Top of Stored data
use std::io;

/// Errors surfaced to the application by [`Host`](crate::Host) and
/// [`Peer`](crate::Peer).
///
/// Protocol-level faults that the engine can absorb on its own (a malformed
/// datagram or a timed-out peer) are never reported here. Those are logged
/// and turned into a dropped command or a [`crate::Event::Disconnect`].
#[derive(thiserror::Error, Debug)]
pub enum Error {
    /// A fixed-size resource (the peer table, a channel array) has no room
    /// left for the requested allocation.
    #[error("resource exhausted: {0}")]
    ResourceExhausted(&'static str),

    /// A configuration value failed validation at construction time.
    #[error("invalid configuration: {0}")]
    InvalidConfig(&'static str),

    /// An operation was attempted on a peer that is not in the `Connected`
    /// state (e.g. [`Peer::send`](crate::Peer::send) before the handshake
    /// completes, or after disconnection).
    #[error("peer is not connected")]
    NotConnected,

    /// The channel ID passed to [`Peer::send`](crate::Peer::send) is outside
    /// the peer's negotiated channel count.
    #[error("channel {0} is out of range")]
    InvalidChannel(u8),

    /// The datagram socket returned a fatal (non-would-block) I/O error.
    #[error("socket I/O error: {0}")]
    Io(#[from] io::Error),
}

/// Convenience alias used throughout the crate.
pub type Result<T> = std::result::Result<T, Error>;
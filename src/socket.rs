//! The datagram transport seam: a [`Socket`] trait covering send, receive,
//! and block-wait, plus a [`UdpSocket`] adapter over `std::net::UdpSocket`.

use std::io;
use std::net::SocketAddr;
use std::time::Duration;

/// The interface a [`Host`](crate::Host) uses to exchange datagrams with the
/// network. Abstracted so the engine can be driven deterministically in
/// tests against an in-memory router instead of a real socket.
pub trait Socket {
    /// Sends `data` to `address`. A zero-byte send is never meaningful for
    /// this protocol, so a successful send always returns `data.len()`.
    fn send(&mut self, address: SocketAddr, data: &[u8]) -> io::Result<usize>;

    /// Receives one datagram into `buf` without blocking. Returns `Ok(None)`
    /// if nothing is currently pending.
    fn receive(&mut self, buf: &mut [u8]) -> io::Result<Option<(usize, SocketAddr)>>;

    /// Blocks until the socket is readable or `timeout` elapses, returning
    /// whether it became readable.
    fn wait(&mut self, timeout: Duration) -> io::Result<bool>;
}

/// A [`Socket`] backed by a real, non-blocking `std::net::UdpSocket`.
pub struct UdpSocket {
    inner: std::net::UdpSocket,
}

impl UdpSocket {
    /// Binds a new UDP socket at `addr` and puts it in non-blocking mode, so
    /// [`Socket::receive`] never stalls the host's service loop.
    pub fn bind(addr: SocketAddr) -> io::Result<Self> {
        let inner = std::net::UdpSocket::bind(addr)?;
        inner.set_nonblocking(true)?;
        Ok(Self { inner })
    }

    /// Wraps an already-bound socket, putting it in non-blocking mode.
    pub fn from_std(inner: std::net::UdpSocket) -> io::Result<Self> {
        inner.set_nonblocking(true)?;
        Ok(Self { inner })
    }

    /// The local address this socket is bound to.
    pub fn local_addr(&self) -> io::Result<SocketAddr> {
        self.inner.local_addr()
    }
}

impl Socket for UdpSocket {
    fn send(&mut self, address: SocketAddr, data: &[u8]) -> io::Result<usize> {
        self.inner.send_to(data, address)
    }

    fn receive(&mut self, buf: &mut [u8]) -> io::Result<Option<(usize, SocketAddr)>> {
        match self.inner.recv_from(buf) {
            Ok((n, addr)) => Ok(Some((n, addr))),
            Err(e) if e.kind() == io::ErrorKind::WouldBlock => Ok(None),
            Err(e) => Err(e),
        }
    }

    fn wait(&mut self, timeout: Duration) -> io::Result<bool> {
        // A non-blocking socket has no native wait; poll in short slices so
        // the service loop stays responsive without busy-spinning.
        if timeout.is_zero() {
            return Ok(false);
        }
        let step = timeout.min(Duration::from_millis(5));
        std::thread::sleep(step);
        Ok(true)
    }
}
Bottom of Stored data
Top of Stored data
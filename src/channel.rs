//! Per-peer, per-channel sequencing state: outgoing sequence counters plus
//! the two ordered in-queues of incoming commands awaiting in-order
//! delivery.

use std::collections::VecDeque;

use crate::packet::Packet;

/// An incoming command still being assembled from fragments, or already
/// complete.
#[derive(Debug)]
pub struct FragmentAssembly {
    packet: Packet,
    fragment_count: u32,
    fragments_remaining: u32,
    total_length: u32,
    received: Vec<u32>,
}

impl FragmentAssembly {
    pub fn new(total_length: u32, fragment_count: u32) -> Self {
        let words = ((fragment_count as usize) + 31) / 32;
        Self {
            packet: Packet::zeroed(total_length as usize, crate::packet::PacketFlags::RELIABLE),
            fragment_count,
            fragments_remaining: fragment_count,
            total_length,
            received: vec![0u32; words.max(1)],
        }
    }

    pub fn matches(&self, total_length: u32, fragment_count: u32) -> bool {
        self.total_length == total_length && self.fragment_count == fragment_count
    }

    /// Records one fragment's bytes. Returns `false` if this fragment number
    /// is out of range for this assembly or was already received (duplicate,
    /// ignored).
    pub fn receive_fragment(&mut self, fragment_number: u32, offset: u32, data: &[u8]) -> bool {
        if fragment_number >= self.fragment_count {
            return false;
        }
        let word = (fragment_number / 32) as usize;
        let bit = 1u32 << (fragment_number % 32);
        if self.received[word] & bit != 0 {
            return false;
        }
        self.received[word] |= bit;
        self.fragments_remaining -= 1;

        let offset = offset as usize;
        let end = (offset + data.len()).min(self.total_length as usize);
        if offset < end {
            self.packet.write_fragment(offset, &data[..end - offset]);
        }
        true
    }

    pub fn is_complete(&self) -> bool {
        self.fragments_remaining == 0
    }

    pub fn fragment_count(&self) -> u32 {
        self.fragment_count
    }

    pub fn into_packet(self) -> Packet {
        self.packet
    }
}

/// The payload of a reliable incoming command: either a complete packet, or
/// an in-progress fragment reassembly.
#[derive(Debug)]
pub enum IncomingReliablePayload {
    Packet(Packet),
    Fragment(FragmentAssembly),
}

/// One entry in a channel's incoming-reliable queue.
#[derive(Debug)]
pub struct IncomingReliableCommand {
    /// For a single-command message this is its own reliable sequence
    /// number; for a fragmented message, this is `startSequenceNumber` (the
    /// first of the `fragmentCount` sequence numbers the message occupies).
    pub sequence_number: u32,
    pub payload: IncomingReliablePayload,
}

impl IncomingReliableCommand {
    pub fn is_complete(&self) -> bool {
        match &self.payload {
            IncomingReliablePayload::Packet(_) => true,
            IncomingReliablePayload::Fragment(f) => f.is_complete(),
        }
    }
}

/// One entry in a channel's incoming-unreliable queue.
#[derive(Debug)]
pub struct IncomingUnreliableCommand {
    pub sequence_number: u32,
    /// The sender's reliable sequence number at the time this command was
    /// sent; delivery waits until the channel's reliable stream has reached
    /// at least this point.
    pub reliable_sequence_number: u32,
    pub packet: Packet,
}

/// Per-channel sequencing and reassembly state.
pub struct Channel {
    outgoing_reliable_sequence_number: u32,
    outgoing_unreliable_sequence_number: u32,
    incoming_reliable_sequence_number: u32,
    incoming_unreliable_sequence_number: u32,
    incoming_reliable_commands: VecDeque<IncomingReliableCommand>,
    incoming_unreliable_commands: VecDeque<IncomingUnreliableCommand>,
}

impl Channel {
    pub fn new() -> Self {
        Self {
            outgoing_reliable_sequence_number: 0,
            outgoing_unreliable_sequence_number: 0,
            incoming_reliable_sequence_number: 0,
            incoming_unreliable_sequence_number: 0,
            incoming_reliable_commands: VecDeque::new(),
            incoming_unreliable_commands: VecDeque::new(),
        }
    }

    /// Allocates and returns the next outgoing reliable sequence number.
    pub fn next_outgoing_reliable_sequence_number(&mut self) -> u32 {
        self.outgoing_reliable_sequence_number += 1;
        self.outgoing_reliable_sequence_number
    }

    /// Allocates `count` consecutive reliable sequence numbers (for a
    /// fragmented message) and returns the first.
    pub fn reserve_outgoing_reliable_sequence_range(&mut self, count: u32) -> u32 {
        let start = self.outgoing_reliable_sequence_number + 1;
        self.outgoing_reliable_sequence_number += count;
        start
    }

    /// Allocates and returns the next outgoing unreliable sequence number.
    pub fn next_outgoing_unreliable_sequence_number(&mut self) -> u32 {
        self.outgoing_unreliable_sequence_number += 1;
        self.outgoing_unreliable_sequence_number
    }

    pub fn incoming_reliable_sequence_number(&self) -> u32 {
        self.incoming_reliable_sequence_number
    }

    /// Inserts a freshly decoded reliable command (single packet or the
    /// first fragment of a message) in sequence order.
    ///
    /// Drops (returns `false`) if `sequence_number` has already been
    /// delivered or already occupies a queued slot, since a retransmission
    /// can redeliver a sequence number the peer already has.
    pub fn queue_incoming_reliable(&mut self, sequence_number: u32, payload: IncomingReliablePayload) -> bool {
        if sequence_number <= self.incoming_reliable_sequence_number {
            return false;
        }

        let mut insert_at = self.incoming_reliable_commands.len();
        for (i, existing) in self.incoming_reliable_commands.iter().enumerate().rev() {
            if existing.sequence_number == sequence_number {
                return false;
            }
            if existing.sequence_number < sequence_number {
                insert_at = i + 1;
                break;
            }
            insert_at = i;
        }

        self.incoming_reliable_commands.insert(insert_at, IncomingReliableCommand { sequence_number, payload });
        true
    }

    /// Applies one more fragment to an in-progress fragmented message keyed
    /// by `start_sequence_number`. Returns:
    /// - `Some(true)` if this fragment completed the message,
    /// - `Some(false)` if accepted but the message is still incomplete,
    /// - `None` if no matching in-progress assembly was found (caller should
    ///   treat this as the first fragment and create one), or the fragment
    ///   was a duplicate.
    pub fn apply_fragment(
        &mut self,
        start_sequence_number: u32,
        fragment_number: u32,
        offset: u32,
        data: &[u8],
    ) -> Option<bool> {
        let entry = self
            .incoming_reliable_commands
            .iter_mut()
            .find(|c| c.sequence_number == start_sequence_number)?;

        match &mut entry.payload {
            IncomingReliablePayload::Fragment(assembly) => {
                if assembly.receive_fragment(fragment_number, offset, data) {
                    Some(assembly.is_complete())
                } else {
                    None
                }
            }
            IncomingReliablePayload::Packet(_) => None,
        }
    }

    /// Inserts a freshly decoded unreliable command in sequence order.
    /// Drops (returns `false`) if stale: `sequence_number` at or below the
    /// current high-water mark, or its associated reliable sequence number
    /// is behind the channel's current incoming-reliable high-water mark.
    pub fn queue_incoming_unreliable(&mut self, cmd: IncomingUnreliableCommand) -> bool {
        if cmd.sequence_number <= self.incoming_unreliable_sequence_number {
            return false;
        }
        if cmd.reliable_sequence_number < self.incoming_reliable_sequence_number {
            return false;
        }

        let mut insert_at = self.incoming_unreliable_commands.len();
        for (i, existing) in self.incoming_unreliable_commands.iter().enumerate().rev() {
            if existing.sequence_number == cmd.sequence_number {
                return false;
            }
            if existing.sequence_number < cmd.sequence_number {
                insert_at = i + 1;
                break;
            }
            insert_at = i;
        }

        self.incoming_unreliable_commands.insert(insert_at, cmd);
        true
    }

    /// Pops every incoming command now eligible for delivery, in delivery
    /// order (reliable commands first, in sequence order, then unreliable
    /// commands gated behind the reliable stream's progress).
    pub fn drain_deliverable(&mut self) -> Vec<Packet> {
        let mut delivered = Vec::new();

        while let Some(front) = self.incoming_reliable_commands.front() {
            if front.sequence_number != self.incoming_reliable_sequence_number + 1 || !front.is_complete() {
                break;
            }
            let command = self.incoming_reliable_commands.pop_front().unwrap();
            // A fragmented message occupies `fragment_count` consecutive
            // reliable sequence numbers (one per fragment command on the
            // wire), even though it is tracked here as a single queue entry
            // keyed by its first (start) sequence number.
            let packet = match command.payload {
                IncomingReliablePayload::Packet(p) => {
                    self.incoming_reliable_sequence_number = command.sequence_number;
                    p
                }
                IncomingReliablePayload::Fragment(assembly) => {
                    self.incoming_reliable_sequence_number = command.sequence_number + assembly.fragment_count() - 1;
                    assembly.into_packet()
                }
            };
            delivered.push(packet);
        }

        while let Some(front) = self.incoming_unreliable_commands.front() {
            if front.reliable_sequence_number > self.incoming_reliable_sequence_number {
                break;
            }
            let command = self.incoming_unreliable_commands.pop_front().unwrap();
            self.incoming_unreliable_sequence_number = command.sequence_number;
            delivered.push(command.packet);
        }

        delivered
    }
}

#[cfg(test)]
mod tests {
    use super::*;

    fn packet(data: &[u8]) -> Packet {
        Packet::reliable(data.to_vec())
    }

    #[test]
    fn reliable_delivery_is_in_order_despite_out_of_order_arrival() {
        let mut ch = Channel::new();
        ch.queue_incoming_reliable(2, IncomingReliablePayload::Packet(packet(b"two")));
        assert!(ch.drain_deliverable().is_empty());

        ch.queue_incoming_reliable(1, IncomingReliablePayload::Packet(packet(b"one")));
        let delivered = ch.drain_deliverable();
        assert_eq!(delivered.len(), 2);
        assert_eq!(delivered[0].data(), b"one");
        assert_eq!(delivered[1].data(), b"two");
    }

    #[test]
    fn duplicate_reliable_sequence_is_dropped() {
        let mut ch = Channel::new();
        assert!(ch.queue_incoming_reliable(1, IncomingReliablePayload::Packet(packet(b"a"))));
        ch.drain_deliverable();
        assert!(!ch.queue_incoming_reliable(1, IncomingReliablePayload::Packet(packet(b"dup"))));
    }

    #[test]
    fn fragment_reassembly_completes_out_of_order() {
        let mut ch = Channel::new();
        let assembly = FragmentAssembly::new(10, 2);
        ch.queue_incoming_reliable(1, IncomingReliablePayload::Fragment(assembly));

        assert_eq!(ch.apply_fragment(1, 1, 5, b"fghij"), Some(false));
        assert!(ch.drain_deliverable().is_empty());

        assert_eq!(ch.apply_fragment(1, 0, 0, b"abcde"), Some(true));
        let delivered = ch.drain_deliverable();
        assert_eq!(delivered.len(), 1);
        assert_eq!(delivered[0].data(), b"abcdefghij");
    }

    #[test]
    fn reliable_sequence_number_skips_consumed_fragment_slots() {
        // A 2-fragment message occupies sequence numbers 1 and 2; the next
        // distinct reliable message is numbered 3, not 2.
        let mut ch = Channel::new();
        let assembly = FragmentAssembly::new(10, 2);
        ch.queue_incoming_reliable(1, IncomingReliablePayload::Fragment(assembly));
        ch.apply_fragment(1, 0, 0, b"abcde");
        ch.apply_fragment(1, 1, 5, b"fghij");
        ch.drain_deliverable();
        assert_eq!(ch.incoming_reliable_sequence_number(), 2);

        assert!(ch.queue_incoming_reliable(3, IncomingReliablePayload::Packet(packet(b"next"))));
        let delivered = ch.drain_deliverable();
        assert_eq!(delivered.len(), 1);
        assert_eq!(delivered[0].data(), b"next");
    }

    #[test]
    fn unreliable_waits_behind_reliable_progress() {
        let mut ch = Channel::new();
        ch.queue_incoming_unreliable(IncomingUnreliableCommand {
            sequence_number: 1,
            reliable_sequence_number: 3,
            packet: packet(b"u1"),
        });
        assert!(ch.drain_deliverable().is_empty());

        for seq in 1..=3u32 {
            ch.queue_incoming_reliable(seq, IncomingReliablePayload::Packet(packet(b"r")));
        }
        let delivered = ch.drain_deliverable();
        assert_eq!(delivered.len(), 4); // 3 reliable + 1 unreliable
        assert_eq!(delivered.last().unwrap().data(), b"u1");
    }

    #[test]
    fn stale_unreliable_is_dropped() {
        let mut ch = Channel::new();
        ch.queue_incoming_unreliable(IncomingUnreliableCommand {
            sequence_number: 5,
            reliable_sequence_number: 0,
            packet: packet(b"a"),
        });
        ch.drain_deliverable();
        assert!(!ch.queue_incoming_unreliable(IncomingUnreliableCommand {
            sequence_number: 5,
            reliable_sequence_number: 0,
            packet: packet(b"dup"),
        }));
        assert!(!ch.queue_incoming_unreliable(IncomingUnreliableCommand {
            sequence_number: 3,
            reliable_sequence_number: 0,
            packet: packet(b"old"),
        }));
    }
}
Bottom of Stored data
(Task details):
Where does the word "filename" appear in the records above? Return every line that holds it.

(Result):
filename src/socket.rs
filename src/channel.rs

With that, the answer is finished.